Dataset entries
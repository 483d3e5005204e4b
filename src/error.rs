//! Error types for the notes2pdf library.
//!
//! Two distinct error types reflect two distinct failure modes:
//!
//! * [`Notes2PdfError`] — **Fatal**: the request cannot produce its output
//!   (missing input, provider not configured, browser failed). Returned as
//!   `Err(Notes2PdfError)` from the stage and `convert*` functions and
//!   surfaced at the HTTP boundary.
//!
//! * [`StructuringError`] — **Recovered**: the structuring model call or the
//!   parse of its answer failed, so the deterministic fallback document was
//!   used instead. Stored inside [`crate::document::StructuringOutcome`] so
//!   callers can see *why* the fallback happened without losing the request.

use std::path::PathBuf;
use thiserror::Error;

/// All fatal errors returned by the notes2pdf library.
///
/// Structuring failures use [`StructuringError`] and never reach this type.
#[derive(Debug, Error)]
pub enum Notes2PdfError {
    // ── Input errors ──────────────────────────────────────────────────────
    /// A required input was missing or empty.
    #[error("{what} is required")]
    EmptyInput { what: &'static str },

    /// Input exceeds the configured size cap.
    #[error("Input is {len} bytes; the limit is {limit} bytes")]
    InputTooLarge { len: usize, limit: usize },

    /// Input file was not found at the given path.
    #[error("Input file not found: '{path}'\nCheck the path exists and is readable.")]
    InputNotFound { path: PathBuf },

    /// Input file exists but could not be read as UTF-8 text.
    #[error("Failed to read '{path}': {source}")]
    InputReadFailed {
        path: PathBuf,
        #[source]
        source: std::io::Error,
    },

    /// The input string is neither a file path, `-`, nor an HTTP/HTTPS URL.
    #[error("Invalid input '{input}': not a file path, '-' or a valid HTTP/HTTPS URL")]
    InvalidInput { input: String },

    /// HTTP URL was syntactically valid but download failed.
    #[error("Failed to download '{url}': {reason}\nCheck your internet connection.")]
    DownloadFailed { url: String, reason: String },

    /// Download exceeded the configured timeout.
    #[error("Download timed out after {secs}s for '{url}'")]
    DownloadTimeout { url: String, secs: u64 },

    // ── LLM errors ────────────────────────────────────────────────────────
    /// The configured provider is not initialised (missing API key etc.).
    #[error("LLM provider '{provider}' is not configured.\n{hint}")]
    ProviderNotConfigured { provider: String, hint: String },

    /// The LLM API returned an error.
    #[error("LLM API error: {message}")]
    LlmApiError { message: String },

    /// A model call exceeded the optional per-call timeout.
    #[error("LLM call for {stage} timed out after {secs}s")]
    LlmTimeout { stage: &'static str, secs: u64 },

    /// The rendering model answered with nothing but fences or whitespace.
    #[error("Model returned no HTML")]
    EmptyHtml,

    /// The structured document could not be serialised for the rendering call.
    #[error("Failed to serialise structured document: {0}")]
    Serialization(#[from] serde_json::Error),

    // ── Browser errors ────────────────────────────────────────────────────
    /// Chromium could not be started.
    #[error("Failed to launch headless browser: {detail}")]
    BrowserLaunchFailed { detail: String },

    /// A browser step exceeded the configured ceiling.
    #[error("Browser {stage} timed out after {secs}s")]
    BrowserTimeout { stage: &'static str, secs: u64 },

    /// Opening a page or loading the HTML into it failed.
    #[error("Failed to load HTML into the browser page: {detail}")]
    PageLoadFailed { detail: String },

    /// Printing the loaded page to PDF failed.
    #[error("Failed to export PDF: {detail}")]
    PdfExportFailed { detail: String },

    // ── I/O errors ────────────────────────────────────────────────────────
    /// Could not create or write an output file.
    #[error("Failed to write output file '{path}': {source}")]
    OutputWriteFailed {
        path: PathBuf,
        #[source]
        source: std::io::Error,
    },

    // ── Config errors ─────────────────────────────────────────────────────
    /// Builder validation failed.
    #[error("Invalid configuration: {0}")]
    InvalidConfig(String),

    // ── Catch-all ─────────────────────────────────────────────────────────
    /// Unexpected internal error.
    #[error("Internal error: {0}")]
    Internal(String),
}

impl Notes2PdfError {
    /// `true` for errors caused by the caller's input rather than the
    /// pipeline; the HTTP layer answers these with 400.
    pub fn is_client_error(&self) -> bool {
        matches!(
            self,
            Notes2PdfError::EmptyInput { .. } | Notes2PdfError::InputTooLarge { .. }
        )
    }
}

/// Why the structuring step fell back to the deterministic document.
///
/// Stored in [`crate::document::StructuringOutcome::Fallback`]; never
/// returned as an `Err`.
#[derive(Debug, Clone, PartialEq, Error, serde::Serialize, serde::Deserialize)]
pub enum StructuringError {
    /// The model call itself failed (network, auth, timeout).
    #[error("model call failed: {0}")]
    ModelCallFailed(String),

    /// The answer contained nothing that could be a JSON object.
    #[error("model answer contained no JSON object")]
    NoJsonObject,

    /// The extracted text was not valid JSON.
    #[error("model answer was not valid JSON: {0}")]
    InvalidJson(String),

    /// Valid JSON, but not shaped like a structured document.
    #[error("model answer did not match the document schema: {0}")]
    SchemaViolation(String),
}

» Activity
Return exactly the lines above from the line that has "String, reason: String" through the line that has "String, hint: String", inclusive, and nothing else.

» Output for this task
    DownloadFailed { url: String, reason: String },

    /// Download exceeded the configured timeout.
    #[error("Download timed out after {secs}s for '{url}'")]
    DownloadTimeout { url: String, secs: u64 },

    // ── LLM errors ────────────────────────────────────────────────────────
    /// The configured provider is not initialised (missing API key etc.).
    #[error("LLM provider '{provider}' is not configured.\n{hint}")]
    ProviderNotConfigured { provider: String, hint: String },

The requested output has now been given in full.